WORK INSTRUCTION » Below this line is a set of entries; quote exactly the lines from the line that contains "Self::new(ExtractorConfig::default())" to the line that contains "fn strip_lead_in(phrase: &str)", both lines included.

*** Opening of MATERIAL PROVIDED ***

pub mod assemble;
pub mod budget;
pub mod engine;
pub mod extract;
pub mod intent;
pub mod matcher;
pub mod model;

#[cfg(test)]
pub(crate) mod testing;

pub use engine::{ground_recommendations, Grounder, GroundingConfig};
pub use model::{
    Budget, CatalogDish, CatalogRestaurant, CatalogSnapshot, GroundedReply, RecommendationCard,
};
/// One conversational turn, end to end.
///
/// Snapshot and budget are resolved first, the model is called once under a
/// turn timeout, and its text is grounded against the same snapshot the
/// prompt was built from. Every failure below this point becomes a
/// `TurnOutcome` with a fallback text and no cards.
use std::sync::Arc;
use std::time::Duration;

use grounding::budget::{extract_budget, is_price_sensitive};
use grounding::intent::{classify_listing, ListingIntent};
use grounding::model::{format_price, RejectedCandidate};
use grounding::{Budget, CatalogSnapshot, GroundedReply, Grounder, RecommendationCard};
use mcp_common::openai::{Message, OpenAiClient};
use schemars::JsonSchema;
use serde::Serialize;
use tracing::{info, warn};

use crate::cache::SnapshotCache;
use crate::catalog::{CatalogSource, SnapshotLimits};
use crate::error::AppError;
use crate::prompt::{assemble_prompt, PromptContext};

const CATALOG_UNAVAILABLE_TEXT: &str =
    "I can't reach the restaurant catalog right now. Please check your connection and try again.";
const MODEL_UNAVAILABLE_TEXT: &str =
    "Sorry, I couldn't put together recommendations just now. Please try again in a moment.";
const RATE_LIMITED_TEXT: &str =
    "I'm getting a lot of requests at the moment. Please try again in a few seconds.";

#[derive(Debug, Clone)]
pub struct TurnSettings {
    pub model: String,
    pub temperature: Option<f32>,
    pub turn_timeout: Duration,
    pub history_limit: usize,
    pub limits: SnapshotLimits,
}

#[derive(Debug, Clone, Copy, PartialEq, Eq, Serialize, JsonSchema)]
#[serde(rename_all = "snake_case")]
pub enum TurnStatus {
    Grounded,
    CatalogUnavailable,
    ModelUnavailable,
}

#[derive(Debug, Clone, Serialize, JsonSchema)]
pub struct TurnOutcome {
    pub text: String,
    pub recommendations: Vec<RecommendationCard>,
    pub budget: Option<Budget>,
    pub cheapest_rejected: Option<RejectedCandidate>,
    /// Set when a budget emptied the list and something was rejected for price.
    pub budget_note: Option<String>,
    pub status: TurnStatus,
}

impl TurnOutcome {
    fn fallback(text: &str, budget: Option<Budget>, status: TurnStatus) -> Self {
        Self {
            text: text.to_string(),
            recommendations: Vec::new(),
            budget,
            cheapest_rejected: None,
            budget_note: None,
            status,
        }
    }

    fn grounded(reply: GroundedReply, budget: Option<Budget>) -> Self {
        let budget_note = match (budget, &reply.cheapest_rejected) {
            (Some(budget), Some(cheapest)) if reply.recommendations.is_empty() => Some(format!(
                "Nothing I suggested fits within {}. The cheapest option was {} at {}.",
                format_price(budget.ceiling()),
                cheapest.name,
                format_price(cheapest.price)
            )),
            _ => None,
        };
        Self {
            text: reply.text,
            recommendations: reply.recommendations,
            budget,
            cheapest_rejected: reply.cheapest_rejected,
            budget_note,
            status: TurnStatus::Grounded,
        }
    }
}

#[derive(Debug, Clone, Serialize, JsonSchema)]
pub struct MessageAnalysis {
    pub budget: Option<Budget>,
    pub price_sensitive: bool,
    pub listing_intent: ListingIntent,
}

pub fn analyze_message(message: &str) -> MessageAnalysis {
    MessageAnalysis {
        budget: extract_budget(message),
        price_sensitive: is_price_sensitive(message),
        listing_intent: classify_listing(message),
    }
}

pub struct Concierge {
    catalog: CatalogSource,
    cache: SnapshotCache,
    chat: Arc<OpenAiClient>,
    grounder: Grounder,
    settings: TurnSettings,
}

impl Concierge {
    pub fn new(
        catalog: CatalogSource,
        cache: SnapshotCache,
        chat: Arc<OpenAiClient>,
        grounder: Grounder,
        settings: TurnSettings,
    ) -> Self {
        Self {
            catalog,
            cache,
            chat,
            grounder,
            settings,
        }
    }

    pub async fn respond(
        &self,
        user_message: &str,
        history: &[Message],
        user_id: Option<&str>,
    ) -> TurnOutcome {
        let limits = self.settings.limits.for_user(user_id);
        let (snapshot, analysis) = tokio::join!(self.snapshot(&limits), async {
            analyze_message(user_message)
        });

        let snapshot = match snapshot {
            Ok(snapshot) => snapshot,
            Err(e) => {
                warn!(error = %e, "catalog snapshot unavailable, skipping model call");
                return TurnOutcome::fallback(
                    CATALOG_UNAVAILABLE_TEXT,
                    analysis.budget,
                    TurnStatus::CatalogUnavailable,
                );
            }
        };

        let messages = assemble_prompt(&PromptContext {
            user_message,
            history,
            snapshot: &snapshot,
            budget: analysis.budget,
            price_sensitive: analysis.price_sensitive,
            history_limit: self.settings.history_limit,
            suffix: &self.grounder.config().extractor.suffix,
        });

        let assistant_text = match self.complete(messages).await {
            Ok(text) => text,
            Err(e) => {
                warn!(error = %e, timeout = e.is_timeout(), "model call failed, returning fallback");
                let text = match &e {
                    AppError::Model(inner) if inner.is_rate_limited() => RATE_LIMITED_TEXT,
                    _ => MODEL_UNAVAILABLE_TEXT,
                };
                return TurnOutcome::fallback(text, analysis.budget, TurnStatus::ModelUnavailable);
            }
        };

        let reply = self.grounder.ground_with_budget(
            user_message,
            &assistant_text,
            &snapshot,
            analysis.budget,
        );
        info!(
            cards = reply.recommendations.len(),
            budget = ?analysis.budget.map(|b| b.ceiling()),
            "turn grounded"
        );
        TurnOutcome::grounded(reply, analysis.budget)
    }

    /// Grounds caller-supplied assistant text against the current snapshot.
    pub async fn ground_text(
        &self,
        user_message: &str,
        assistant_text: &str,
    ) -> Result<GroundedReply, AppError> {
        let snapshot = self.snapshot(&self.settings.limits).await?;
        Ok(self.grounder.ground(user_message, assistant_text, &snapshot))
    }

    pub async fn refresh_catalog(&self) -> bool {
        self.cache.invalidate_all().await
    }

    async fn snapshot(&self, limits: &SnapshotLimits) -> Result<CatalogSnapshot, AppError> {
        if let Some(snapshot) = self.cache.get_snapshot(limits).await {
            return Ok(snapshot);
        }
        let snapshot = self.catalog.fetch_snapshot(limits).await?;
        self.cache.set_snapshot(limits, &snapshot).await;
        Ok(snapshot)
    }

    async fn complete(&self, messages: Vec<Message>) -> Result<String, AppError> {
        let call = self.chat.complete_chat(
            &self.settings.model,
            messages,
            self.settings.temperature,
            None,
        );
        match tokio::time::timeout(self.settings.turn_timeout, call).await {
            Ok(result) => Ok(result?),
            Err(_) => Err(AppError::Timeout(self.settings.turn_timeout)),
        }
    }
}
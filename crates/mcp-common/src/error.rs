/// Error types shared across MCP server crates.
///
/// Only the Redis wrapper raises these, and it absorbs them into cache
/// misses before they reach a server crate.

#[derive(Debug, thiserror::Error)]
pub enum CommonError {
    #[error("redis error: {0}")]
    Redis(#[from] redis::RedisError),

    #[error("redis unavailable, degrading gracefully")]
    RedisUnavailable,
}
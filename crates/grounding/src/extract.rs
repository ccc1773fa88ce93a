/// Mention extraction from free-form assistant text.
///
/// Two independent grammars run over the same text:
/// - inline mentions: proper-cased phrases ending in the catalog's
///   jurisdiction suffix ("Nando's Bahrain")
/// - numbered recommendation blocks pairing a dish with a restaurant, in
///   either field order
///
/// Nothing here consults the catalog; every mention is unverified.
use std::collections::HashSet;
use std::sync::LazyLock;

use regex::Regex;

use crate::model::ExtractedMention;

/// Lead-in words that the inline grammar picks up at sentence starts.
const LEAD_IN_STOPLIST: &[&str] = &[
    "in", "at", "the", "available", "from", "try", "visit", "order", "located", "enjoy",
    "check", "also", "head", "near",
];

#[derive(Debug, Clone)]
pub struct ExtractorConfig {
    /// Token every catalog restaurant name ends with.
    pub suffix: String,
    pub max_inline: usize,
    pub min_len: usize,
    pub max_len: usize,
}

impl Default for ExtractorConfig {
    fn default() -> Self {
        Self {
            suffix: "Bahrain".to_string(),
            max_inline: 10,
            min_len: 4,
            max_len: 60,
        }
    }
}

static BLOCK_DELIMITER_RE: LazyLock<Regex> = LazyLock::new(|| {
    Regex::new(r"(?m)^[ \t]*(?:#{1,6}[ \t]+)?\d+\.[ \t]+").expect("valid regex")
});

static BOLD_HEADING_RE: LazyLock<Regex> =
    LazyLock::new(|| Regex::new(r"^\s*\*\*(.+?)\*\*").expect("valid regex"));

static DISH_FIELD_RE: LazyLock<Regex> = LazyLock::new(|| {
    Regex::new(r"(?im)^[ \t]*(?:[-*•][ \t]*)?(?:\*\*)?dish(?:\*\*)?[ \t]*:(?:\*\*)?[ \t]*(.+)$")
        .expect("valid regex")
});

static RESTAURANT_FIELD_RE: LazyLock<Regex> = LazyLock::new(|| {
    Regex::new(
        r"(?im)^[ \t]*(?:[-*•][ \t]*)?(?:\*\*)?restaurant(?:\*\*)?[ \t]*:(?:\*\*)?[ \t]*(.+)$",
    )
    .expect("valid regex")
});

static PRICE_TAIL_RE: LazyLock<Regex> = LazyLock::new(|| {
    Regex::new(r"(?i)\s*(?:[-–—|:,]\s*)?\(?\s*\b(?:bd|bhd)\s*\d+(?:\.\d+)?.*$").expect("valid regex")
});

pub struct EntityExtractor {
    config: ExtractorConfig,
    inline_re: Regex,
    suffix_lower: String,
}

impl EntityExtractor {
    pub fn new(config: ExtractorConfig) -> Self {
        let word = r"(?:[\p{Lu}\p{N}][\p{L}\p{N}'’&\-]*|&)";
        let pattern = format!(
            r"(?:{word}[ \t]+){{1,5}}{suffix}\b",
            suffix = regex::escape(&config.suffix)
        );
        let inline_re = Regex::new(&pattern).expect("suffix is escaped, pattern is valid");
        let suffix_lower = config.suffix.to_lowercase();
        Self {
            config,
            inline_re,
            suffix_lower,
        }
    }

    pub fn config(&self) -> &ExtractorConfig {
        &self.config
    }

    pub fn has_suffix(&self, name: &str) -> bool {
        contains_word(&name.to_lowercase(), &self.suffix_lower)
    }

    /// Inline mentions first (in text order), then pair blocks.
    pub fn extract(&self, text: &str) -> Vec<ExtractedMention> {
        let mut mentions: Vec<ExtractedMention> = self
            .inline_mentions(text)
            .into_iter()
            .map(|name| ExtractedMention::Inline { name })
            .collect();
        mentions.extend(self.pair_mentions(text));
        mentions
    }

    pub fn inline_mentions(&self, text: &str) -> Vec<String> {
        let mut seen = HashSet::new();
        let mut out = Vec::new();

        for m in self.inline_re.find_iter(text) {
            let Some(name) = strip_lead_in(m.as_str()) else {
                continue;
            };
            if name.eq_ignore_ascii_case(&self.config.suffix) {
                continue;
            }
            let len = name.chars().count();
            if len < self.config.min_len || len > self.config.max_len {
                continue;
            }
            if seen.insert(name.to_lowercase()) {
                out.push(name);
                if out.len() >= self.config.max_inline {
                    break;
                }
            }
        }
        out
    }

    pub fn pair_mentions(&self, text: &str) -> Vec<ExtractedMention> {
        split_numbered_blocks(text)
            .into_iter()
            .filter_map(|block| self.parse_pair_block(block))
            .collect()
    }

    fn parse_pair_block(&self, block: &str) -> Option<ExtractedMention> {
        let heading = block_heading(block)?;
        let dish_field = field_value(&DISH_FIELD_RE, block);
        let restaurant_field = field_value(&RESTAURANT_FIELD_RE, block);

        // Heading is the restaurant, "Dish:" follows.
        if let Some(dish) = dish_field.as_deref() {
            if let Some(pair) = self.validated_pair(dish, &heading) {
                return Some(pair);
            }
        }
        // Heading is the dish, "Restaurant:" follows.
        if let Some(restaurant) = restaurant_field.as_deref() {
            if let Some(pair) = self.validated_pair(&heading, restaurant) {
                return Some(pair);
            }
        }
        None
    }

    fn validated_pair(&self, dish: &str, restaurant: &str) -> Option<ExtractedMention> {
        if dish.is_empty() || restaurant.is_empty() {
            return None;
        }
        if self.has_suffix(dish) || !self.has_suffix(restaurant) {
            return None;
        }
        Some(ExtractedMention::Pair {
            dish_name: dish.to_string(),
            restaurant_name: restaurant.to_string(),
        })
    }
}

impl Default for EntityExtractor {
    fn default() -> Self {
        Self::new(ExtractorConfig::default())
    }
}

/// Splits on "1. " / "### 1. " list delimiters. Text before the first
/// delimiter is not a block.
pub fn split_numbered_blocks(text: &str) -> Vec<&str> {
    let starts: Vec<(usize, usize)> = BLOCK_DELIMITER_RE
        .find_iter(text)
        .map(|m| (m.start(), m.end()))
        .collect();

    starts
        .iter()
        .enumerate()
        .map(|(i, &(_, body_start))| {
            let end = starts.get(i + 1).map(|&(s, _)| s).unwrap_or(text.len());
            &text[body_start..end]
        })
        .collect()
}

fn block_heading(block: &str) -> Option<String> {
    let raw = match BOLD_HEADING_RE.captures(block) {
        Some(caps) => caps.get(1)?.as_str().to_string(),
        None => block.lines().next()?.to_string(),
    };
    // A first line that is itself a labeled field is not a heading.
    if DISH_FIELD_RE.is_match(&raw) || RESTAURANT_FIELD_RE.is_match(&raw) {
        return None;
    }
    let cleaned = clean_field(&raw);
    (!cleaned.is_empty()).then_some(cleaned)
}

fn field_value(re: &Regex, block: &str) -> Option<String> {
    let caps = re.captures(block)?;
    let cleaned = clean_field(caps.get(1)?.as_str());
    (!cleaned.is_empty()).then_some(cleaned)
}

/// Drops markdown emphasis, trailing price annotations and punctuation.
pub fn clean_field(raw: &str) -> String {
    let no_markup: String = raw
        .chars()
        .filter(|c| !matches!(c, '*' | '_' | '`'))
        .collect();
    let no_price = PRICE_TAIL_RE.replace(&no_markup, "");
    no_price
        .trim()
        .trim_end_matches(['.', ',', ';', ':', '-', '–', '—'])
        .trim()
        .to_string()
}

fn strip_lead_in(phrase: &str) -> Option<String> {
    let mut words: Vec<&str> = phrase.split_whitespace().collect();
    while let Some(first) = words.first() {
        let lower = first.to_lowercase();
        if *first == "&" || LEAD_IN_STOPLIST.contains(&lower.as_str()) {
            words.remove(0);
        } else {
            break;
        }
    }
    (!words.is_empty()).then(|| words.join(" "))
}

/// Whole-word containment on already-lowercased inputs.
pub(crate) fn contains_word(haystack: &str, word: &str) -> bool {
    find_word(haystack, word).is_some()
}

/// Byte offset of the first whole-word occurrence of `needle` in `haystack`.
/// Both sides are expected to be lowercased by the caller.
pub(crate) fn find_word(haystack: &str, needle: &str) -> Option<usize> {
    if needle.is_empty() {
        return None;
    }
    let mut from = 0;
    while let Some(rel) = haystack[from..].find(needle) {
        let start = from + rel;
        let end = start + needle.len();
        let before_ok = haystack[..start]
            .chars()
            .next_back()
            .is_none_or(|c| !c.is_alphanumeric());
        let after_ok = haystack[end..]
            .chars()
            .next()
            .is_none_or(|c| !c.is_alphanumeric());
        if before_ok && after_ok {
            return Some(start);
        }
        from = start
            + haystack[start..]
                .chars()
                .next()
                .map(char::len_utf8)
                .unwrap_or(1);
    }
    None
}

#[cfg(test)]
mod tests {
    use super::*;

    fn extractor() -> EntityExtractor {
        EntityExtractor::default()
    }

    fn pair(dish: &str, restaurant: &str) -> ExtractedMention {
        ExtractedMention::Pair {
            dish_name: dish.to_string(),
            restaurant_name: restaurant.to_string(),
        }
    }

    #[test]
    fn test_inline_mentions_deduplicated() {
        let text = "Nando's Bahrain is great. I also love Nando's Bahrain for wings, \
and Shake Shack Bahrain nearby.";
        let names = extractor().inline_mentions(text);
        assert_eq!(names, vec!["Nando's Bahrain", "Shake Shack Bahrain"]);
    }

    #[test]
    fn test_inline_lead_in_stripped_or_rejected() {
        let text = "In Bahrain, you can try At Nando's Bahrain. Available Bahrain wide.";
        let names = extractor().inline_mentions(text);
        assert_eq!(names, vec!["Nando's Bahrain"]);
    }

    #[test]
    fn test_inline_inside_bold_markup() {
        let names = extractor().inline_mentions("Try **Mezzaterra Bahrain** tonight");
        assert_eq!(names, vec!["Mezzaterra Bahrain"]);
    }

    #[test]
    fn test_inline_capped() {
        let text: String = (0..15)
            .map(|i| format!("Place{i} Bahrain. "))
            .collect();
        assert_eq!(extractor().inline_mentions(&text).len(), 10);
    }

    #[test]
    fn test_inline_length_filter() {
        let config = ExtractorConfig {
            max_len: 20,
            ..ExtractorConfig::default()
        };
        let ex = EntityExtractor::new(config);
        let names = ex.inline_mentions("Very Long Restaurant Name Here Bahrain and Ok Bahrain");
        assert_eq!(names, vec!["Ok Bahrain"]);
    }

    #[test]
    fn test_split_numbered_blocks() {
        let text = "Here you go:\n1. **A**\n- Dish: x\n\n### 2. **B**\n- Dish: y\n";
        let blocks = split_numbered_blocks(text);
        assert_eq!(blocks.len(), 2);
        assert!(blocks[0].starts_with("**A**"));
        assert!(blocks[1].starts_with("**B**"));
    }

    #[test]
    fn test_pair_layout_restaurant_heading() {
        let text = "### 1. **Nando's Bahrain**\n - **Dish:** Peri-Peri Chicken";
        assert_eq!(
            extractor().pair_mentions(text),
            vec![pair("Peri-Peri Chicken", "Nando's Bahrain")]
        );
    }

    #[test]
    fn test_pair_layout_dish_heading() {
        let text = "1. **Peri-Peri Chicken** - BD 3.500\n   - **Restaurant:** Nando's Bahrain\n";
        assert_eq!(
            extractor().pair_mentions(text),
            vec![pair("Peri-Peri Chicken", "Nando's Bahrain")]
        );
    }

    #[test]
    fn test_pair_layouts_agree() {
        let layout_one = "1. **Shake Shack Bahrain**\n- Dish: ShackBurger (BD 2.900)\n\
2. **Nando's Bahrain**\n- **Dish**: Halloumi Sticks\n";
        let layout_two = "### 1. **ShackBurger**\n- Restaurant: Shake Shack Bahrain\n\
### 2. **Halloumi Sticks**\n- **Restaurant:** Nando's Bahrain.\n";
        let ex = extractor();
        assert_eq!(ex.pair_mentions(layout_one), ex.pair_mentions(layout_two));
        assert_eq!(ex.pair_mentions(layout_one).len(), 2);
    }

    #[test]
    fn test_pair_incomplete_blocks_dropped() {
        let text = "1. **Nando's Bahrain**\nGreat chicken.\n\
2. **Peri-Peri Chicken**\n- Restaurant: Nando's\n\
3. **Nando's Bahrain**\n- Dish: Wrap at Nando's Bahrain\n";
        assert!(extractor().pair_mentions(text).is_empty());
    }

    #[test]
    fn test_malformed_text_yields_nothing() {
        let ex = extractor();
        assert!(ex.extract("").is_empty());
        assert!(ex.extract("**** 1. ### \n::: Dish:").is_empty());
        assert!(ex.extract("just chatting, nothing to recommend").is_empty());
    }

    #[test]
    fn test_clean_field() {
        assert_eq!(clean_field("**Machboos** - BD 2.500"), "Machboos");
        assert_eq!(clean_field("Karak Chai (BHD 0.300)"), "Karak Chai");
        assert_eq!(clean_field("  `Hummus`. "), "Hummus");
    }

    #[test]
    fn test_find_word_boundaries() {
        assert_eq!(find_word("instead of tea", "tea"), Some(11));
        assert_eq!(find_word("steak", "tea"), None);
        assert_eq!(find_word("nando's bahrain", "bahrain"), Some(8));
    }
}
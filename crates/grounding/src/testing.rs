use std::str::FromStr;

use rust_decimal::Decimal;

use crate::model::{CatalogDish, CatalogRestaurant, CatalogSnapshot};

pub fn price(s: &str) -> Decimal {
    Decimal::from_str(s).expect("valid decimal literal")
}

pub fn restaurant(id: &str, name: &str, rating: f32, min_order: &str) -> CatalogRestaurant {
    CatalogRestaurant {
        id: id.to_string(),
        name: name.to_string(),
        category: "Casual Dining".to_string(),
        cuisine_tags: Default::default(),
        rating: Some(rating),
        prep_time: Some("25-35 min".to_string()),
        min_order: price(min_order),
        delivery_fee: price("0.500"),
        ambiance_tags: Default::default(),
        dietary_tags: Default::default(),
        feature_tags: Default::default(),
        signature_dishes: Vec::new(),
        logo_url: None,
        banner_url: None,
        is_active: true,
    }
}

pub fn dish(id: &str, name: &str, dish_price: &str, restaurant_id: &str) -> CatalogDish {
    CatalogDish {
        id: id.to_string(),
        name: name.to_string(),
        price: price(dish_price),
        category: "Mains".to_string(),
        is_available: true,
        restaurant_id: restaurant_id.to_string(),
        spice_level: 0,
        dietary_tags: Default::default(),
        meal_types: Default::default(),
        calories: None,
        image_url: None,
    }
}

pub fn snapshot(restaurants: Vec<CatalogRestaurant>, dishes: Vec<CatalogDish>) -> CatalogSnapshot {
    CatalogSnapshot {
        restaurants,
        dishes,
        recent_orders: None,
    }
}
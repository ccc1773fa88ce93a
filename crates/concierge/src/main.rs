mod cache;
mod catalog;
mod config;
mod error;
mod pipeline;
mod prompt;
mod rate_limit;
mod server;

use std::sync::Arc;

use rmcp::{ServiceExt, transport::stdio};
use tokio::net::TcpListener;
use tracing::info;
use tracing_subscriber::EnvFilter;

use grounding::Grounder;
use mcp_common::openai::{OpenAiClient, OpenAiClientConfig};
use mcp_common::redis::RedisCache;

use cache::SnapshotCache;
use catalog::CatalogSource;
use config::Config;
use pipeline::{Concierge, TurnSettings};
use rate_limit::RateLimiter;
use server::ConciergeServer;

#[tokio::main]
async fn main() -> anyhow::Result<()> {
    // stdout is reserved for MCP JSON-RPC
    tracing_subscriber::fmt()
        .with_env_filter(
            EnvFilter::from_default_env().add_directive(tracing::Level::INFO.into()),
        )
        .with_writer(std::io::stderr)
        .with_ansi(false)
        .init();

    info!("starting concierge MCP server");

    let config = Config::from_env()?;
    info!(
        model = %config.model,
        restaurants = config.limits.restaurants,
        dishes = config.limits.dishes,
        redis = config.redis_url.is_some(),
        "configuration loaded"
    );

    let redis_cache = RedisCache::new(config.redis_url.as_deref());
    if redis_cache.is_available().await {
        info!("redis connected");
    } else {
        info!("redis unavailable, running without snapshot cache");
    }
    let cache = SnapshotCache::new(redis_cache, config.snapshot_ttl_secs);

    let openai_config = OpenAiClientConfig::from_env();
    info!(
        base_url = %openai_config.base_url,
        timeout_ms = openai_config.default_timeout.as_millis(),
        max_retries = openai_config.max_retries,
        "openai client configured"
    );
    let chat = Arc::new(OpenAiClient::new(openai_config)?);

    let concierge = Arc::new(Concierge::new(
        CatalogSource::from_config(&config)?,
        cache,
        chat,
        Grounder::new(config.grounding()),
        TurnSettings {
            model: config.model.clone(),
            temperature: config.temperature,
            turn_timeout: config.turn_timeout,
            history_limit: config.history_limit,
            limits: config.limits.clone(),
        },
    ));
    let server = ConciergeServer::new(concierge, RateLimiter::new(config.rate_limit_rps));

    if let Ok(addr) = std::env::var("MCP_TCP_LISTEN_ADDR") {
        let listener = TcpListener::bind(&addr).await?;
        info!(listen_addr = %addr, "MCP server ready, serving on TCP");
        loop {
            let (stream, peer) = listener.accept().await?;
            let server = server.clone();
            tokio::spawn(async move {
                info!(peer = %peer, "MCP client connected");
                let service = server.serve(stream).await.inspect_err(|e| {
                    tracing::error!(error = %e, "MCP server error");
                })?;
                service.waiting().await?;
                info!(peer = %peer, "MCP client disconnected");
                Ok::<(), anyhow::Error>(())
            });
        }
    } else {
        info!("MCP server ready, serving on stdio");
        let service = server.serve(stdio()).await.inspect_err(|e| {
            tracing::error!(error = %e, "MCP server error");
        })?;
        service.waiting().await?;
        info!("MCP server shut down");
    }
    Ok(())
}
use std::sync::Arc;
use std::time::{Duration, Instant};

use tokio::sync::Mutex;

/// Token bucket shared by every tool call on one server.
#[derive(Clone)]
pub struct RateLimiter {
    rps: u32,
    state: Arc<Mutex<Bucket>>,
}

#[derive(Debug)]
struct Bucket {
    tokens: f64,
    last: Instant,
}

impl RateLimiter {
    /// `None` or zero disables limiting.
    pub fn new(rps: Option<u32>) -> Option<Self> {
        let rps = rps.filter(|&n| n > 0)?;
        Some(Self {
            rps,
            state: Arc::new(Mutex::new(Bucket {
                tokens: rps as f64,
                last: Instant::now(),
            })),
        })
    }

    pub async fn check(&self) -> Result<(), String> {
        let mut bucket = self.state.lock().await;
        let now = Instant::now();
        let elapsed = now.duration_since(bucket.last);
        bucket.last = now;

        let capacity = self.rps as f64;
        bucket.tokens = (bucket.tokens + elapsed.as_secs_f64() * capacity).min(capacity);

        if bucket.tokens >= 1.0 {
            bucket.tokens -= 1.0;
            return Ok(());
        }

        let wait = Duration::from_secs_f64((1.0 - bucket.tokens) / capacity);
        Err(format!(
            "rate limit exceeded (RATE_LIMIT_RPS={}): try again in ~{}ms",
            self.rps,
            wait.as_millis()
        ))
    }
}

*** Close of MATERIAL PROVIDED ***

OUTPUT BELOW »
        Self::new(ExtractorConfig::default())
    }
}

/// Splits on "1. " / "### 1. " list delimiters. Text before the first
/// delimiter is not a block.
pub fn split_numbered_blocks(text: &str) -> Vec<&str> {
    let starts: Vec<(usize, usize)> = BLOCK_DELIMITER_RE
        .find_iter(text)
        .map(|m| (m.start(), m.end()))
        .collect();

    starts
        .iter()
        .enumerate()
        .map(|(i, &(_, body_start))| {
            let end = starts.get(i + 1).map(|&(s, _)| s).unwrap_or(text.len());
            &text[body_start..end]
        })
        .collect()
}

fn block_heading(block: &str) -> Option<String> {
    let raw = match BOLD_HEADING_RE.captures(block) {
        Some(caps) => caps.get(1)?.as_str().to_string(),
        None => block.lines().next()?.to_string(),
    };
    // A first line that is itself a labeled field is not a heading.
    if DISH_FIELD_RE.is_match(&raw) || RESTAURANT_FIELD_RE.is_match(&raw) {
        return None;
    }
    let cleaned = clean_field(&raw);
    (!cleaned.is_empty()).then_some(cleaned)
}

fn field_value(re: &Regex, block: &str) -> Option<String> {
    let caps = re.captures(block)?;
    let cleaned = clean_field(caps.get(1)?.as_str());
    (!cleaned.is_empty()).then_some(cleaned)
}

/// Drops markdown emphasis, trailing price annotations and punctuation.
pub fn clean_field(raw: &str) -> String {
    let no_markup: String = raw
        .chars()
        .filter(|c| !matches!(c, '*' | '_' | '`'))
        .collect();
    let no_price = PRICE_TAIL_RE.replace(&no_markup, "");
    no_price
        .trim()
        .trim_end_matches(['.', ',', ';', ':', '-', '–', '—'])
        .trim()
        .to_string()
}

fn strip_lead_in(phrase: &str) -> Option<String> {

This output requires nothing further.